ENTRIES PROVIDED >>
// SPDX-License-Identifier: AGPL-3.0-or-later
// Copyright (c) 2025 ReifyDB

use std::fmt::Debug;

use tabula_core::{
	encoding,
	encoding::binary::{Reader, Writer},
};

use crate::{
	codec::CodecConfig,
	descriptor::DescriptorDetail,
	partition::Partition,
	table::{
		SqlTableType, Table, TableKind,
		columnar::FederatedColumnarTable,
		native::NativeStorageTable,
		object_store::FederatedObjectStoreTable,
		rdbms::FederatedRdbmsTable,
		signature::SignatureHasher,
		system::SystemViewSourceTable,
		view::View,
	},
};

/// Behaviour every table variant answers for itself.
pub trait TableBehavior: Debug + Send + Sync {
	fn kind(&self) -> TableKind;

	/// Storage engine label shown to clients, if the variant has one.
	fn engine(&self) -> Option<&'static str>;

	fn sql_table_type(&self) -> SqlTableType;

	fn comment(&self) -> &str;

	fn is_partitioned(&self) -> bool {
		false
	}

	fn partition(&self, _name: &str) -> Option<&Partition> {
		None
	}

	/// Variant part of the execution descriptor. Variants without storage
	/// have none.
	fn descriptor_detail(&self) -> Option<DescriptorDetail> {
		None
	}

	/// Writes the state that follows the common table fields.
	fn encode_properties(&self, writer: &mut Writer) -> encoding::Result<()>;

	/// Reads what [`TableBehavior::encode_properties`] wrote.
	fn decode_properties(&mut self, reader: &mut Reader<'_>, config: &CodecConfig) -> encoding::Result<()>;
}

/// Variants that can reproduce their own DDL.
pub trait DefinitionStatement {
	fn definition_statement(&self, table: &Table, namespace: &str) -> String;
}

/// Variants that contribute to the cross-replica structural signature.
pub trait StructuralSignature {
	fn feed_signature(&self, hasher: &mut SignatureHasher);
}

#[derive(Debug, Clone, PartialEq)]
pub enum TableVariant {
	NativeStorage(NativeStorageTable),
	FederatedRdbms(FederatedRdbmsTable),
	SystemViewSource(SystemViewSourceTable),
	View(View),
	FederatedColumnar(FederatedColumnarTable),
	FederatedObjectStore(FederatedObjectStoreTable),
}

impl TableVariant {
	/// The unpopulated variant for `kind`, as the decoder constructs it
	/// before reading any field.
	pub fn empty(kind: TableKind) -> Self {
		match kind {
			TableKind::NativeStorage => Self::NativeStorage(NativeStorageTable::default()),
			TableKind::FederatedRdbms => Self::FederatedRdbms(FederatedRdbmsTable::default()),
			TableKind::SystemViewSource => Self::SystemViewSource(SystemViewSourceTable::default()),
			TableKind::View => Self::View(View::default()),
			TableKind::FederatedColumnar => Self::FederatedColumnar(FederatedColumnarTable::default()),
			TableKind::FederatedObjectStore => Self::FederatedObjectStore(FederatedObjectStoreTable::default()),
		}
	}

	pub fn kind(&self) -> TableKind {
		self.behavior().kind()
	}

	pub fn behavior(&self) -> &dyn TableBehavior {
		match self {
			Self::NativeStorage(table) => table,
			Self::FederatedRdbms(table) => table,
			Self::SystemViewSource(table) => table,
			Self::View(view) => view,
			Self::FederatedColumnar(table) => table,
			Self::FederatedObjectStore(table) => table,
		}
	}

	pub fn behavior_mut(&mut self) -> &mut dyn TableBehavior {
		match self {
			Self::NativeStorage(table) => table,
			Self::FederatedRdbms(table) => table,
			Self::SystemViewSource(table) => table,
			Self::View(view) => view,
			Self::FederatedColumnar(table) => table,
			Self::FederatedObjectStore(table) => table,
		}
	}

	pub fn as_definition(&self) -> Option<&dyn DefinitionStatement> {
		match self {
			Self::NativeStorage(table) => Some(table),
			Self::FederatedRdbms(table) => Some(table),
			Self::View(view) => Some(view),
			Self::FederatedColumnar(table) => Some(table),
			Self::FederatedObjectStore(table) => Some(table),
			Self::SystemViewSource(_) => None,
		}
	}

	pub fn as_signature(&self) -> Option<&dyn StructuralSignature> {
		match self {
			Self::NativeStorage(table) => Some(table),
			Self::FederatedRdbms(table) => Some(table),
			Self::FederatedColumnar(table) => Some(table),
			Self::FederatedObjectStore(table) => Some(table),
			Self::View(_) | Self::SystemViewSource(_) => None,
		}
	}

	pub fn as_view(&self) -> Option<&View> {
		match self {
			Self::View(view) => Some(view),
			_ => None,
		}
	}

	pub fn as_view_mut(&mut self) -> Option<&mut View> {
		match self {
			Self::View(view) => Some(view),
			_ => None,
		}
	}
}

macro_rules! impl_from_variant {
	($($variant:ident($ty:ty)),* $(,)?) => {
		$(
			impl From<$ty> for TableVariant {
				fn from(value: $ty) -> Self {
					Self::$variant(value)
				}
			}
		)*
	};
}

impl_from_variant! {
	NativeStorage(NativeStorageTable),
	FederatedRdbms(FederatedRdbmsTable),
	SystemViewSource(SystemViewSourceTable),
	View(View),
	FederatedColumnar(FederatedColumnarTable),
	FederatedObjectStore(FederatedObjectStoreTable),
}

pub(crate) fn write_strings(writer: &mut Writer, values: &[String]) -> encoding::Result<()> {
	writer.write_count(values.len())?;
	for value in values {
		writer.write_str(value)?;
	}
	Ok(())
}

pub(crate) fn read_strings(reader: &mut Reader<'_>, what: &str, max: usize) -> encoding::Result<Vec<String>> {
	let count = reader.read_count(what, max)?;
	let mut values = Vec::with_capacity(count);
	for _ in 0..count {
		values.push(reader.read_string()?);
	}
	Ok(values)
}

* * *

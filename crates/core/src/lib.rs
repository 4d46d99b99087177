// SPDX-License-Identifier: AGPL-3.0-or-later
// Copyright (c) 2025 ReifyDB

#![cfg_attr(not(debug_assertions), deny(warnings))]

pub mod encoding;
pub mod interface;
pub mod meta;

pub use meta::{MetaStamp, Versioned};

==

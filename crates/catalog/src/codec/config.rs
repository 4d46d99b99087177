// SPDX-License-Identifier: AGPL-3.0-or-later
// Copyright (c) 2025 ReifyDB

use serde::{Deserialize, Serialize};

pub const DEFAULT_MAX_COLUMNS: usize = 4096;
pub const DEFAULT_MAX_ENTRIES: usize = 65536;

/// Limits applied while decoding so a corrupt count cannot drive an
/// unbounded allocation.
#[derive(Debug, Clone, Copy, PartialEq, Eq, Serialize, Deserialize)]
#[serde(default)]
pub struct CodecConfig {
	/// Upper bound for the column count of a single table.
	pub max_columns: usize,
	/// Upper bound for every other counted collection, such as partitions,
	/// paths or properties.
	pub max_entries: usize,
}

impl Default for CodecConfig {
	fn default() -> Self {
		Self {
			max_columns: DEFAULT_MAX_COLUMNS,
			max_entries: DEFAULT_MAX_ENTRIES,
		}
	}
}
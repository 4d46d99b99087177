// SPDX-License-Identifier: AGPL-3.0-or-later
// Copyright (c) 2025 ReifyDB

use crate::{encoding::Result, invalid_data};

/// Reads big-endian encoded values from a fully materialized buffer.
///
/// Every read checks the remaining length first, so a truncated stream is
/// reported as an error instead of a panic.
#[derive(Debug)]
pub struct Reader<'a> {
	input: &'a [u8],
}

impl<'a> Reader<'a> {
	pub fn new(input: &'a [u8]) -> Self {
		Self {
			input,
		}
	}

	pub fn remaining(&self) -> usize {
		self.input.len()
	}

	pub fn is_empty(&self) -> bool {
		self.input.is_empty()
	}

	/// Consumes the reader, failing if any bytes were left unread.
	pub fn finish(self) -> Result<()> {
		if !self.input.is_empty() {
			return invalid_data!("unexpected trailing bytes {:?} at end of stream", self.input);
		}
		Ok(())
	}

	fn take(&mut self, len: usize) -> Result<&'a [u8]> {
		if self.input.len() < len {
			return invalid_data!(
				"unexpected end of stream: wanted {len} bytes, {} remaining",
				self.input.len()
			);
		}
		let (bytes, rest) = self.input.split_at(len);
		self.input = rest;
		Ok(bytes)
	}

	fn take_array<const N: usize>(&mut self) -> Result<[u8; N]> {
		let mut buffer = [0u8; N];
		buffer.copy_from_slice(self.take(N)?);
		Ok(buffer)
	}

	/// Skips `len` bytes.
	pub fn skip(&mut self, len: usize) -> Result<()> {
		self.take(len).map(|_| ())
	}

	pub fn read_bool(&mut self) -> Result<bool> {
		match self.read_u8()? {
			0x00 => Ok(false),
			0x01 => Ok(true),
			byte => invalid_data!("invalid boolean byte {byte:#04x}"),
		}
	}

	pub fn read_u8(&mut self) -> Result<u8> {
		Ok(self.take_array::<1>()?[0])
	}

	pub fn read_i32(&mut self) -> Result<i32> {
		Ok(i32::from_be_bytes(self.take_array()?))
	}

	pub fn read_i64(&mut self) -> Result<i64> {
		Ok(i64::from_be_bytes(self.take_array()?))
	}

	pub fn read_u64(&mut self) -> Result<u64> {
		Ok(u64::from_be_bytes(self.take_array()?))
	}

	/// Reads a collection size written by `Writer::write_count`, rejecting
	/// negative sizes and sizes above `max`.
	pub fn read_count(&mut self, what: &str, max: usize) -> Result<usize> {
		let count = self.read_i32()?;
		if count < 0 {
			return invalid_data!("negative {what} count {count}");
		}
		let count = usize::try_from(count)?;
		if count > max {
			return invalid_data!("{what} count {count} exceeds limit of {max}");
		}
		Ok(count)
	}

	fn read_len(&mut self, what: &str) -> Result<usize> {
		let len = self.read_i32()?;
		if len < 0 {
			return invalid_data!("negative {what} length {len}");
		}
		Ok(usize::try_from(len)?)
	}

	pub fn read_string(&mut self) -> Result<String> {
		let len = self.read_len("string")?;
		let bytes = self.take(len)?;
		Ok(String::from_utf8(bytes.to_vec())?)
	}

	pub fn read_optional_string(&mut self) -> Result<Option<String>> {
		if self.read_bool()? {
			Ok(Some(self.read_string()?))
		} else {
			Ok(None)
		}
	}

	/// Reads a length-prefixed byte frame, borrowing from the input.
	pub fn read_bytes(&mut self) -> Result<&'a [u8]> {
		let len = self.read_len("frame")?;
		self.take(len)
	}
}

ABOUT THIS EXERCISE >> Your answer should be the lines of the material above that include "filename".

EXERCISE RESULT >>
filename crates/core/src/lib.rs
filename crates/catalog/src/codec/config.rs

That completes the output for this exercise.